Depois desse “trava-línguas” advindo da sociologia da religião, onde encaixar os neo-pentecostais, os para-evangélicos e os pós-pentecostais? Pelo visto esta salada teria muito mais ingredientes para acrescentar, caso quiséssemos abranger muitas linhas, porém como o tempo exige brevidade e concisão, fiquemos apenas com estes citados. Eu nem quero falar de “crente”, pois aí a coisa complicaria mais ainda.

De antemão eu quero levantar uma discussão que pode parecer polêmica (e é por demais!), mas ainda assim eu faço questão de mantê-la: chamar todos os cristãos acatólicos brasileiros de protestantes é impreciso e demonstra desconhecimento das nuances que caracterizam este seguimento religioso. Protestante não é sinônimo de evangélico, bem como não é de reformado e muito menos de pentecostal ou de neo-pentecostal. Vamos tentar entender isso:

Vamos começar pelo termo mais utilizado: Protestante. Este termo deriva, etimologicamente do latim protestari e foi difundido popularmente por meio do francês e do alemão. E refere-se, em última instância, aos príncipes luteranos que, na Dieta (reunião dos príncipes alemães com o seu suserano espanhol) de Speyer em 1529, fizeram um protesto formal, por meio de uma carta, se posicionando contrários à decisão que reafirmava o Édito de Worms de 1521 que bania as 95 Teses de Martinho Lutero. Para ser preciso, este termo só deveria ser aplicado, ou só deve ser aplicado, aos seguidores de Martinho Lutero, aqui no Brasil temos duas comunidades eclesiais (as duas são oriundas do que se chama protestantismo de migração e não do protestantismo de missão), que se enquadram nesta classe: Igreja Luterana e a Igreja de Confissão Luterana. Talvez em algum lugar do passado, mormente nos primórdios das querelas com a igreja católica, este termo significou todos os cristãos que não tinham práxis católica e nem eram ortodoxos gregos, mas o termo caducou e hoje não engloba mais tantos segmentos.

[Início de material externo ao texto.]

//! Guest RSVP submission.

use std::sync::Arc;
use tracing::info;

use crate::error::Result;
use crate::models::{NewRsvp, RsvpForm, RsvpRecord};
use crate::repository::WeddingRepository;
use crate::validation::InputValidator;

/// Message shown after a successful RSVP
pub const SUBMITTED_MESSAGE: &str = "Thank you! Your RSVP has been submitted successfully.";

fn optional(text: &str) -> Option<String> {
    Some(InputValidator::sanitize_text(text)).filter(|s| !s.is_empty())
}

impl NewRsvp {
    /// Insert payload for a validated form. RSVPs are not linked to a wedding.
    #[must_use]
    pub fn from_form(form: &RsvpForm) -> Self {
        Self {
            wedding_id: None,
            guest_name: InputValidator::sanitize_text(&form.name),
            email: optional(&form.email),
            attending: form.attending.is_some_and(|a| a.is_attending()),
            number_of_guests: form.guests,
            food_preference: form.food_preference,
            drinks_preference: form.drinks,
            song_request: optional(&form.song_request),
            special_requests: optional(&form.special_requests),
        }
    }
}

/// Drives the RSVP form
pub struct RsvpFlow {
    repository: Arc<dyn WeddingRepository>,
}

impl RsvpFlow {
    /// Flow backed by `repository`
    pub fn new(repository: Arc<dyn WeddingRepository>) -> Self {
        Self { repository }
    }

    /// Validate and store an RSVP
    pub async fn submit(&self, form: &RsvpForm) -> Result<RsvpRecord> {
        InputValidator::validate_rsvp_form(form)?;
        let rsvp = NewRsvp::from_form(form);
        let record = self.repository.insert_rsvp(&rsvp).await?;
        info!(
            rsvp_id = %record.id,
            attending = rsvp.attending,
            guests = rsvp.number_of_guests,
            "RSVP submitted"
        );
        Ok(record)
    }
}

#[cfg(test)]
mod tests {
    use super::*;
    use crate::models::{Attendance, FoodPreference};
    use crate::repository::MockWeddingRepository;
    use uuid::Uuid;

    fn stored(rsvp: &NewRsvp) -> RsvpRecord {
        RsvpRecord {
            id: Uuid::new_v4(),
            guest_name: rsvp.guest_name.clone(),
            attending: rsvp.attending,
            number_of_guests: Some(rsvp.number_of_guests),
            created_at: None,
        }
    }

    #[test]
    fn test_blank_optionals_become_none() {
        let form = RsvpForm {
            name: " Anjali ".to_string(),
            attending: Some(Attendance::Yes),
            guests: 3,
            food_preference: Some(FoodPreference::Jain),
            drinks: true,
            song_request: "  ".to_string(),
            special_requests: "Wheelchair access".to_string(),
            ..RsvpForm::default()
        };
        let rsvp = NewRsvp::from_form(&form);
        assert_eq!(rsvp.wedding_id, None);
        assert_eq!(rsvp.guest_name, "Anjali");
        assert_eq!(rsvp.email, None);
        assert_eq!(rsvp.song_request, None);
        assert_eq!(rsvp.special_requests.as_deref(), Some("Wheelchair access"));
        assert!(rsvp.attending && rsvp.drinks_preference);
    }

    #[tokio::test]
    async fn test_unset_attendance_is_blocked() {
        let flow = RsvpFlow::new(Arc::new(MockWeddingRepository::new()));
        let form = RsvpForm {
            name: "Rohan".to_string(),
            ..RsvpForm::default()
        };
        let err = flow.submit(&form).await.unwrap_err();
        assert_eq!(err.to_string(), "Please fill in your name and attendance status");
    }

    #[tokio::test]
    async fn test_declining_with_nothing_else_succeeds() {
        let mut mock = MockWeddingRepository::new();
        mock.expect_insert_rsvp()
            .withf(|r| !r.attending && r.number_of_guests == 1 && r.food_preference.is_none())
            .times(1)
            .returning(|r| Ok(stored(r)));
        let form = RsvpForm {
            name: "Rohan".to_string(),
            attending: Some(Attendance::No),
            ..RsvpForm::default()
        };
        let record = RsvpFlow::new(Arc::new(mock)).submit(&form).await.unwrap();
        assert!(!record.attending);
    }
}
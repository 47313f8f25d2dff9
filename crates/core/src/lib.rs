//! Domain types for the Sprout microgreen tracker.
//!
//! Holds the wire and domain models (lots, plant catalog entries,
//! journal entries, notifications), the single normalization boundary
//! that turns loosely-shaped API payloads into fully-populated records,
//! form validation, and date display helpers. Nothing here performs I/O.

pub mod dates;
pub mod error;
pub mod models;
pub mod types;
pub mod validation;
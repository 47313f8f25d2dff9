//! Phenological journal of one lot.
//!
//! One component with two backends: [`JournalBackend::Local`] keeps the
//! newest-first entry list as a single JSON blob in device storage and
//! rewrites it on every change; [`JournalBackend::Remote`] reads and
//! creates entries through the API. Loading never creates anything.

use std::collections::HashSet;
use std::sync::Arc;

use sprout_core::models::{CreateEntryRequest, EntryDraft, JournalEntry};
use sprout_core::types::DbId;

use crate::api::ApiClient;
use crate::error::{ClientError, ClientResult};
use crate::storage::{get_json, set_json, DeviceStorage};

/// Storage key prefix of local journals; the lot id follows.
pub const LOCAL_KEY_PREFIX: &str = "phenological_entries:";

/// Device-wide journal written by earlier app versions, not tied to a lot.
pub const LEGACY_KEY: &str = "phenologicalEntries";

pub enum JournalBackend {
    Local(Arc<dyn DeviceStorage>),
    Remote(Arc<ApiClient>),
}

pub struct Journal {
    lot_id: DbId,
    backend: JournalBackend,
    entries: Vec<JournalEntry>,
}

impl Journal {
    pub fn local(storage: Arc<dyn DeviceStorage>, lot_id: DbId) -> Self {
        Self::new(JournalBackend::Local(storage), lot_id)
    }

    pub fn remote(api: Arc<ApiClient>, lot_id: DbId) -> Self {
        Self::new(JournalBackend::Remote(api), lot_id)
    }

    pub fn new(backend: JournalBackend, lot_id: DbId) -> Self {
        Self {
            lot_id,
            backend,
            entries: Vec::new(),
        }
    }

    /// Entries, newest first.
    pub fn entries(&self) -> &[JournalEntry] {
        &self.entries
    }

    /// Read the journal. A local journal that was never written is empty.
    pub async fn load(&mut self) -> ClientResult<&[JournalEntry]> {
        self.entries = match &self.backend {
            JournalBackend::Local(storage) => {
                get_json::<Vec<JournalEntry>>(storage.as_ref(), &self.storage_key())
                    .await?
                    .unwrap_or_default()
            }
            JournalBackend::Remote(api) => {
                let mut entries: Vec<JournalEntry> = api
                    .list_entries(self.lot_id)
                    .await?
                    .into_iter()
                    .map(JournalEntry::from)
                    .collect();
                entries.sort_by(|a, b| b.date.cmp(&a.date));
                entries
            }
        };
        tracing::debug!(lot_id = self.lot_id, count = self.entries.len(), "Journal loaded");
        Ok(&self.entries)
    }

    /// Validate the draft and, if it passes, prepend the entry and persist.
    ///
    /// On a validation failure nothing changes and the error lists every
    /// missing field. On success the draft is reset to a blank one.
    pub async fn add_entry(&mut self, draft: &mut EntryDraft) -> ClientResult<&JournalEntry> {
        let entry = match &self.backend {
            JournalBackend::Local(storage) => {
                draft.validate()?;
                let entry = draft.clone().into_entry();

                let mut updated = Vec::with_capacity(self.entries.len() + 1);
                updated.push(entry);
                updated.extend(self.entries.iter().cloned());
                set_json(storage.as_ref(), &self.storage_key(), &updated).await?;

                self.entries = updated;
                *draft = EntryDraft::new();
                &self.entries[0]
            }
            JournalBackend::Remote(api) => {
                draft.validate_numeric()?;
                let request = CreateEntryRequest::from_entry(&draft.clone().into_entry())?;
                let created = api.create_entry(self.lot_id, &request).await?;

                self.entries.insert(0, JournalEntry::from(created));
                *draft = EntryDraft::new();
                &self.entries[0]
            }
        };
        tracing::info!(lot_id = self.lot_id, entry_id = %entry.id, "Journal entry added");
        Ok(entry)
    }

    /// Remove an entry by id. Returns `false` when no entry has that id.
    pub async fn delete_entry(&mut self, id: &str) -> ClientResult<bool> {
        let JournalBackend::Local(storage) = &self.backend else {
            return Err(ClientError::Unsupported("deleting journal entries on the server"));
        };
        if !self.entries.iter().any(|e| e.id == id) {
            return Ok(false);
        }

        let updated: Vec<JournalEntry> =
            self.entries.iter().filter(|e| e.id != id).cloned().collect();
        set_json(storage.as_ref(), &self.storage_key(), &updated).await?;
        self.entries = updated;

        tracing::info!(lot_id = self.lot_id, entry_id = id, "Journal entry deleted");
        Ok(true)
    }

    /// Move the device-wide journal of earlier app versions into this lot.
    ///
    /// Entries whose id is already present are dropped, the merged list is
    /// re-sorted newest first and the legacy key is removed. Returns how many
    /// entries were adopted; `0` when there is nothing to adopt.
    pub async fn adopt_legacy_entries(&mut self) -> ClientResult<usize> {
        let JournalBackend::Local(storage) = &self.backend else {
            return Err(ClientError::Unsupported("adopting a device journal into a server journal"));
        };
        let Some(legacy) = get_json::<Vec<JournalEntry>>(storage.as_ref(), LEGACY_KEY).await? else {
            return Ok(0);
        };

        let mut updated = get_json::<Vec<JournalEntry>>(storage.as_ref(), &self.storage_key())
            .await?
            .unwrap_or_default();
        let before = updated.len();
        for entry in legacy {
            if !updated.iter().any(|e| e.id == entry.id) {
                updated.push(entry);
            }
        }
        let adopted = updated.len() - before;
        updated.sort_by(|a, b| b.date.cmp(&a.date));

        set_json(storage.as_ref(), &self.storage_key(), &updated).await?;
        storage.remove_item(LEGACY_KEY).await?;
        self.entries = updated;

        tracing::info!(lot_id = self.lot_id, adopted, "Legacy journal adopted");
        Ok(adopted)
    }

    /// Photo of the newest entry that has one.
    pub fn latest_image(&self) -> Option<&str> {
        self.entries.iter().find_map(|e| e.image_uri.as_deref())
    }

    fn storage_key(&self) -> String {
        format!("{LOCAL_KEY_PREFIX}{}", self.lot_id)
    }
}

/// Which entries are shown expanded. Presentation state only.
#[derive(Debug, Default, Clone)]
pub struct EntryExpansion {
    expanded: HashSet<String>,
}

impl EntryExpansion {
    pub fn new() -> Self {
        Self::default()
    }

    /// Flip an entry between expanded and collapsed; returns the new state.
    pub fn toggle(&mut self, id: &str) -> bool {
        if self.expanded.remove(id) {
            false
        } else {
            self.expanded.insert(id.to_string());
            true
        }
    }

    pub fn is_expanded(&self, id: &str) -> bool {
        self.expanded.contains(id)
    }
}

O segundo termo que merece destaque é: Reformado. Este termo designa aquelas comunidades eclesiais que derivam doutrinariamente e mantêm conexão histórica com as ideias zuinglianas ou calvinistas. Nos países de língua inglesa estas comunidades são identificadas pelo regime de governo: presbiterianismo (no Brasil, ainda que o inglês não seja o idioma oficial, o ramo majoritário desse grupo também é assim denominado, visto que foi inserido com sucesso pelas missões americanas, que alcançaram resultados mais duradouros que as francesas e as holandesas), porém em países de língua espanhola, holandesa, suíça, húngara, etc, estas comunidades são chamadas de reformadas. Algumas dessas comunidades, de língua não saxã, também mantém testemunhos de sua presença no Brasil, ainda que em pequeno número, porém sua influência supera o seu tamanho. Podemos encontrar ainda traços desta categoria dentro da igreja anglicana, em alguns grupos batistas e congregacionais, ainda que em número pequeno e muitas vezes inexpressivos. A principal característica é a crença nas doutrinas da graça e a prática do pedobatismo. No sentido mais estrito do termo, diríamos que quem é reformado não é protestante e vice-versa. Se a presença dos missionários que Calvino enviou ao Brasil no Século XVI tivesse gerado frutos duradouros e as igrejas plantadas pelos holandeses tivessem sobrevivido no nordeste, talvez no Brasil não conhecêssemos nenhuma denominação com o nome presbiteriana.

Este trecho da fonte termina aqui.